* PROBLEM:
Transcribe the records below exactly, from their first line through the line containing "pub type Result<T>". Omit every line after it.
________________________
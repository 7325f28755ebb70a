//! Error types and handling for Solarlog
//!
//! This module defines the error taxonomy shared by the portal client, the
//! normalizers, the database writer and the scheduler loop. The scheduler
//! uses [`SolarlogError::is_fatal`] and [`SolarlogError::is_session_expired`]
//! to decide between a state transition and process termination.

use thiserror::Error;

/// Result type alias for Solarlog operations
pub type Result<T> = std::result::Result<T, SolarlogError>;

/// Main error type for Solarlog
#[derive(Debug, Error)]
pub enum SolarlogError {
    /// Configuration-related errors
    #[error("Configuration error: {message}")]
    Config { message: String },

    /// Bad credentials or an unrecoverable login failure
    #[error("Authentication error: {message}")]
    Auth { message: String },

    /// The portal no longer accepts the current session
    #[error("Session expired: {message}")]
    SessionExpired { message: String },

    /// Network, timeout or server-side failures; retried on the next cycle
    #[error("Transient error: {message}")]
    Transient { message: String },

    /// Portal payload did not have the expected shape
    #[error("Parse error: {message}")]
    Parse { message: String },

    /// Local database failures
    #[error("Storage error: {message}")]
    Storage { message: String },

    /// Serialization/deserialization errors
    #[error("Serialization error: {message}")]
    Serialization { message: String },

    /// File I/O errors
    #[error("I/O error: {message}")]
    Io { message: String },

    /// Validation errors
    #[error("Validation error: {field} - {message}")]
    Validation { field: String, message: String },
}

impl SolarlogError {
    /// Create a new configuration error
    pub fn config<S: Into<String>>(message: S) -> Self {
        SolarlogError::Config {
            message: message.into(),
        }
    }

    /// Create a new authentication error
    pub fn auth<S: Into<String>>(message: S) -> Self {
        SolarlogError::Auth {
            message: message.into(),
        }
    }

    /// Create a new session-expired error
    pub fn session_expired<S: Into<String>>(message: S) -> Self {
        SolarlogError::SessionExpired {
            message: message.into(),
        }
    }

    /// Create a new transient error
    pub fn transient<S: Into<String>>(message: S) -> Self {
        SolarlogError::Transient {
            message: message.into(),
        }
    }

    /// Create a new parse error
    pub fn parse<S: Into<String>>(message: S) -> Self {
        SolarlogError::Parse {
            message: message.into(),
        }
    }

    /// Create a new storage error
    pub fn storage<S: Into<String>>(message: S) -> Self {
        SolarlogError::Storage {
            message: message.into(),
        }
    }

    /// Create a new validation error
    pub fn validation<S: Into<String>>(field: S, message: S) -> Self {
        SolarlogError::Validation {
            field: field.into(),
            message: message.into(),
        }
    }

    /// Create a new I/O error
    pub fn io<S: Into<String>>(message: S) -> Self {
        SolarlogError::Io {
            message: message.into(),
        }
    }

    /// Only authentication failures end the process
    pub fn is_fatal(&self) -> bool {
        matches!(self, SolarlogError::Auth { .. })
    }

    pub fn is_session_expired(&self) -> bool {
        matches!(self, SolarlogError::SessionExpired { .. })
    }

    /// Short machine-friendly label used in log fields
    pub fn kind(&self) -> &'static str {
        match self {
            SolarlogError::Config { .. } => "config",
            SolarlogError::Auth { .. } => "auth",
            SolarlogError::SessionExpired { .. } => "session_expired",
            SolarlogError::Transient { .. } => "transient",
            SolarlogError::Parse { .. } => "parse",
            SolarlogError::Storage { .. } => "storage",
            SolarlogError::Serialization { .. } => "serialization",
            SolarlogError::Io { .. } => "io",
            SolarlogError::Validation { .. } => "validation",
        }
    }

    /// Process exit code for an error that terminated the program
    pub fn exit_code(&self) -> u8 {
        match self {
            SolarlogError::Auth { .. } | SolarlogError::SessionExpired { .. } => 2,
            _ => 1,
        }
    }
}

impl From<std::io::Error> for SolarlogError {
    fn from(err: std::io::Error) -> Self {
        SolarlogError::io(err.to_string())
    }
}

impl From<serde_yaml::Error> for SolarlogError {
    fn from(err: serde_yaml::Error) -> Self {
        SolarlogError::Serialization {
            message: err.to_string(),
        }
    }
}

impl From<serde_json::Error> for SolarlogError {
    fn from(err: serde_json::Error) -> Self {
        SolarlogError::Serialization {
            message: err.to_string(),
        }
    }
}

impl From<reqwest::Error> for SolarlogError {
    fn from(err: reqwest::Error) -> Self {
        if err.is_timeout() {
            SolarlogError::transient(format!("request timed out: {}", err))
        } else {
            SolarlogError::transient(err.to_string())
        }
    }
}

impl From<rusqlite::Error> for SolarlogError {
    fn from(err: rusqlite::Error) -> Self {
        SolarlogError::storage(err.to_string())
    }
}

impl From<chrono::ParseError> for SolarlogError {
    fn from(err: chrono::ParseError) -> Self {
        SolarlogError::validation("datetime", &err.to_string())
    }
}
________________________
* RESPONSE:
repository 7325f28755ebb70a
//! Error types and handling for Solarlog
//!
//! This module defines the error taxonomy shared by the portal client, the
//! normalizers, the database writer and the scheduler loop. The scheduler
//! uses [`SolarlogError::is_fatal`] and [`SolarlogError::is_session_expired`]
//! to decide between a state transition and process termination.

use thiserror::Error;

/// Result type alias for Solarlog operations
pub type Result<T> = std::result::Result<T, SolarlogError>;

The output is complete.